Personal zines “are great historically,” said Billie Aul, senior librarian with the New York State Library, which houses one of the few official zine collections in the country. “From the Civil War we have generals’ letters to their wives, what they were doing and what they were thinking. You don’t get that stuff from the late 20th Century. Personal zines could bridge that gap at least to some extent.”

But not all publishers and readers view zines through such a lofty lens: “We publish for no reason at all , not even for the exciting promise of being endlessly poked and prodded by a bunch of culture vampires (reporters) wanting to know how our fabously morose 20-something lives are turning out,” writes “Your friend, Jeff” in the foreword to his “X Magazine.”

Those who read personal zines often have a touch of the voyeur or, perhaps, soap opera addict, tuning in regularly for more minute details in the lives of people they have never met, in cities they may have never seen.

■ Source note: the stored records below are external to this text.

impl ToolCommand {
    /// Decode a call. Returns `None` for tools this protocol does not know.
    pub fn decode(name: &str, raw_arguments: &str) -> Option<Self> {
        let args = parse_arguments(raw_arguments);
        let command = match name {
            "set_analysis" => Self::SetAnalysis {
                text: string_field(&args, "text"),
            },
            "plan_files" => Self::PlanFiles {
                summary: string_field(&args, "summary"),
            },
            "write_file" => Self::WriteFile(GeneratedFile {
                path: string_field(&args, "path").trim().to_string(),
                content: string_field(&args, "content"),
                kind: optional_string(&args, "kind")
                    .map(|k| FileKind::parse_lenient(&k))
                    .unwrap_or_default(),
                required: bool_field(&args, "required"),
                reason: optional_string(&args, "reason"),
            }),
            "delete_file" => Self::DeleteFile {
                path: string_field(&args, "path").trim().to_string(),
                reason: optional_string(&args, "reason"),
            },
            "run_check" => Self::RunCheck(CheckReport {
                pass: bool_field(&args, "pass"),
                summary: string_field(&args, "summary"),
                issues: parse_issues(args.get("issues")),
            }),
            "apply_fix" => Self::ApplyFix {
                summary: match args.get("summary") {
                    None | Some(Value::Null) => None,
                    Some(Value::String(s)) => Some(s.clone()),
                    Some(other) => Some(other.to_string()),
                },
            },
            "add_note" => Self::AddNote {
                message: string_field(&args, "message").trim().to_string(),
            },
            "write_manifest" => Self::WriteManifest {
                manifest: args
                    .get("manifest")
                    .filter(|v| !v.is_null())
                    .cloned()
                    .unwrap_or_else(|| Value::Object(Map::new())),
            },
            "write_content_js" => Self::WriteContentJs {
                code: string_field(&args, "code"),
            },
            "write_background_js" => Self::WriteBackgroundJs {
                code: args.get("code").and_then(coerce_string),
            },
            _ => return None,
        };
        Some(command)
    }

    /// Apply the command to the state. Returns the progress event to report,
    /// or `None` when the call was a no-op.
    pub fn apply(self, state: &mut ConversionState) -> Option<ProgressEvent> {
        match self {
            Self::SetAnalysis { text } => {
                state.set_analysis(text.clone());
                Some(ProgressEvent::new(AgentStep::Analysis, text))
            }
            Self::PlanFiles { summary } => Some(ProgressEvent::new(AgentStep::PlanFiles, summary)),
            Self::WriteFile(file) => {
                if file.path.is_empty() {
                    return None;
                }
                Some(write(state, file))
            }
            Self::DeleteFile { path, reason } => {
                if path.is_empty() {
                    return None;
                }
                state.remove_file(&path);
                let content = match reason {
                    Some(reason) => format!("Deleted {path}: {reason}"),
                    None => format!("Deleted {path}"),
                };
                Some(ProgressEvent::new(AgentStep::DeleteFile, content).with_file(path))
            }
            Self::RunCheck(report) => {
                let passed = report.pass;
                let content = if report.summary.is_empty() {
                    let verdict = if passed { "Check passed" } else { "Check failed" };
                    verdict.to_string()
                } else {
                    report.summary.clone()
                };
                let round = state.push_check(report);
                Some(
                    ProgressEvent::new(AgentStep::Check, content)
                        .with_round(round)
                        .with_passed(passed),
                )
            }
            Self::ApplyFix { summary } => {
                let round = state.begin_fix_round();
                let content = summary.unwrap_or_else(|| format!("Applying fix round #{round}"));
                Some(ProgressEvent::new(AgentStep::Fix, content).with_round(round))
            }
            Self::AddNote { message } => {
                if message.is_empty() {
                    return None;
                }
                state.push_note(message.clone());
                Some(ProgressEvent::new(AgentStep::Note, message))
            }
            Self::WriteManifest { manifest } => {
                let content = serde_json::to_string_pretty(&manifest).unwrap_or_else(|_| "{}".to_string());
                let file = GeneratedFile::new(MANIFEST_PATH, content, FileKind::Manifest)
                    .required(true)
                    .with_reason(LEGACY_REASON);
                Some(write(state, file))
            }
            Self::WriteContentJs { code } => {
                let file = GeneratedFile::new(LEGACY_CONTENT_PATH, code, FileKind::Content)
                    .required(true)
                    .with_reason(LEGACY_REASON);
                Some(write(state, file))
            }
            Self::WriteBackgroundJs { code: None } => {
                state.remove_file(LEGACY_BACKGROUND_PATH);
                Some(
                    ProgressEvent::new(AgentStep::DeleteFile, format!("Deleted {LEGACY_BACKGROUND_PATH}"))
                        .with_file(LEGACY_BACKGROUND_PATH),
                )
            }
            Self::WriteBackgroundJs { code: Some(code) } => {
                let file = GeneratedFile::new(LEGACY_BACKGROUND_PATH, code, FileKind::Background)
                    .with_reason(LEGACY_REASON);
                Some(write(state, file))
            }
        }
    }
}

“With zines you get all the dirty office gossip without any of the involvement . . . or risk,” said Lee Wochner, 31, who emigrated from southern New Jersey to Burbank in 1988 with three close friends--the same people with whom he writes “L.A. Gang Bang.” “It’s the perfect ‘90s pastime.”

Personal zines are but one in the zine pantheon. These small, independent publications trace their roots at least to the newsletters put out by ardent science fiction fans in the 1950s. Depending on how academic you want to be--and most zine makers do not want to be at all--zines’ parentage could stretch back to Marcel Duchamp and the Dadaist manifestoes of the early 1900s or even to Thomas Paine and his 1776 pamphlet “Common Sense.”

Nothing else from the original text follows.